At Pune airport, a routine security queue became an unspoken lesson in hierarchy. A staff member arrived, pushed bags and a lady’s purse directly into the screening process—no request, no apology, no acknowledgement. Not even to the security personnel themselves. The response from the system was chillingly calm. When questioned, the explanation came quietly, almost apologetically:
“This is VIP culture.”
That sentence should worry us all.
When “VIP” Becomes a License to Disregard
VIP culture is not about efficiency.
It is not about urgency.
And it certainly is not about respect.
It is about entitlement without accountability—the assumption that some lives matter more than others in shared civic spaces. Airports, hospitals, roads, government offices—these are public systems meant to serve equally. Yet VIP culture quietly converts them into stages where power performs superiority.
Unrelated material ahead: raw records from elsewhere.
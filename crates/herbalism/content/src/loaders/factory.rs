//! Content factory for loading every herbalism data file at once.

use std::path::{Path, PathBuf};

use herbalism_core::HerbalismConfig;

use crate::catalog::{CustomBlockCatalog, HerbalismTables};
use crate::loaders::{ConfigLoader, CustomBlockLoader, LoadResult, TablesLoader};

/// Everything the runtime needs to build its oracles.
#[derive(Debug, Clone, Default, PartialEq)]
pub struct ContentBundle {
    pub config: HerbalismConfig,
    pub tables: HerbalismTables,
    pub custom_blocks: CustomBlockCatalog,
}

impl ContentBundle {
    /// Default configuration with the stock tables and no custom blocks.
    pub fn classic() -> Self {
        Self {
            config: HerbalismConfig::default(),
            tables: HerbalismTables::classic(),
            custom_blocks: CustomBlockCatalog::default(),
        }
    }
}

/// Content factory that loads herbalism content from a data directory.
///
/// # Directory Structure
///
/// ```text
/// data_dir/
/// ├── config.toml
/// ├── tables.ron
/// └── custom_blocks.ron
/// ```
///
/// Absent files fall back to the defaults of [`ContentBundle::classic`].
/// Individual paths can be overridden.
pub struct ContentFactory {
    data_dir: PathBuf,
    config_path: Option<PathBuf>,
    tables_path: Option<PathBuf>,
    custom_blocks_path: Option<PathBuf>,
}

impl ContentFactory {
    pub const CONFIG_FILE: &'static str = "config.toml";
    pub const TABLES_FILE: &'static str = "tables.ron";
    pub const CUSTOM_BLOCKS_FILE: &'static str = "custom_blocks.ron";

    /// Creates a new content factory pointing to a data directory.
    pub fn new(data_dir: impl Into<PathBuf>) -> Self {
        Self {
            data_dir: data_dir.into(),
            config_path: None,
            tables_path: None,
            custom_blocks_path: None,
        }
    }

    pub fn with_config_path(mut self, path: impl Into<PathBuf>) -> Self {
        self.config_path = Some(path.into());
        self
    }

    pub fn with_tables_path(mut self, path: impl Into<PathBuf>) -> Self {
        self.tables_path = Some(path.into());
        self
    }

    pub fn with_custom_blocks_path(mut self, path: impl Into<PathBuf>) -> Self {
        self.custom_blocks_path = Some(path.into());
        self
    }

    fn resolve(&self, explicit: &Option<PathBuf>, file: &str) -> PathBuf {
        explicit.clone().unwrap_or_else(|| self.data_dir.join(file))
    }

    /// Load configuration from `config.toml`.
    pub fn load_config(&self) -> LoadResult<HerbalismConfig> {
        let path = self.resolve(&self.config_path, Self::CONFIG_FILE);
        load_or(&path, ConfigLoader::load, HerbalismConfig::default)
    }

    /// Load experience and treasure tables from `tables.ron`.
    pub fn load_tables(&self) -> LoadResult<HerbalismTables> {
        let path = self.resolve(&self.tables_path, Self::TABLES_FILE);
        load_or(&path, TablesLoader::load, HerbalismTables::classic)
    }

    /// Load custom block registrations from `custom_blocks.ron`.
    pub fn load_custom_blocks(&self) -> LoadResult<CustomBlockCatalog> {
        let path = self.resolve(&self.custom_blocks_path, Self::CUSTOM_BLOCKS_FILE);
        load_or(&path, CustomBlockLoader::load, CustomBlockCatalog::default)
    }

    pub fn load_all(&self) -> LoadResult<ContentBundle> {
        Ok(ContentBundle {
            config: self.load_config()?,
            tables: self.load_tables()?,
            custom_blocks: self.load_custom_blocks()?,
        })
    }
}

fn load_or<T>(
    path: &Path,
    load: impl FnOnce(&Path) -> LoadResult<T>,
    fallback: impl FnOnce() -> T,
) -> LoadResult<T> {
    if path.exists() {
        load(path)
    } else {
        Ok(fallback())
    }
}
What makes this worse is not just the act itself, but the sheepish acceptance by those enforcing the rules. When rule-keepers begin to believe that rules are optional for some, fairness collapses from the inside.
True VIPs Don’t Demand Privilege
Contrast this with the behaviour of Sunil Gavaskar at Bangalore airport. Faced with the same situation, he stood in the security queue like everyone else. When people ahead offered him a shortcut, he declined politely and waited his turn. No entitlement. No announcement. Just quiet dignity.
That is the paradox of power:
Those who truly command respect do not need to demand it.
If humility were a credential, many so-called VIPs would fail the screening test.
Public Servants, Private Entitlement
The most uncomfortable question remains unanswered:
Why do politicians and government officials—public servants by definition—feel entitled to uncivil behaviour?
They are not above the system.
They are custodians of it.
VIP culture flips democracy on its head. It replaces service with status and responsibility with immunity. When those elected or appointed to serve the public begin to treat the public as an inconvenience, something fundamental breaks.
What VIP Culture Really Signals
VIP culture tells ordinary citizens:
- Your time is less valuable
- Your presence is negotiable
- Your dignity is conditional
And over time, people internalise this message. They stop questioning. They stop expecting fairness. They accept disrespect as routine.
That silent acceptance is the real danger.
The Question We Must Ask
The issue is not who is important.
The issue is who decides importance—and at whose cost.
If fame, power, or position requires bending basic civic norms, then perhaps the problem is not with the queue, but with our definition of success.
Because in a truly civil society,
the most powerful statement a VIP can make is to wait their turn.
And until that becomes the norm, VIP culture will remain not a symbol of importance—but a mirror reflecting how casually we allow dignity to be overridden.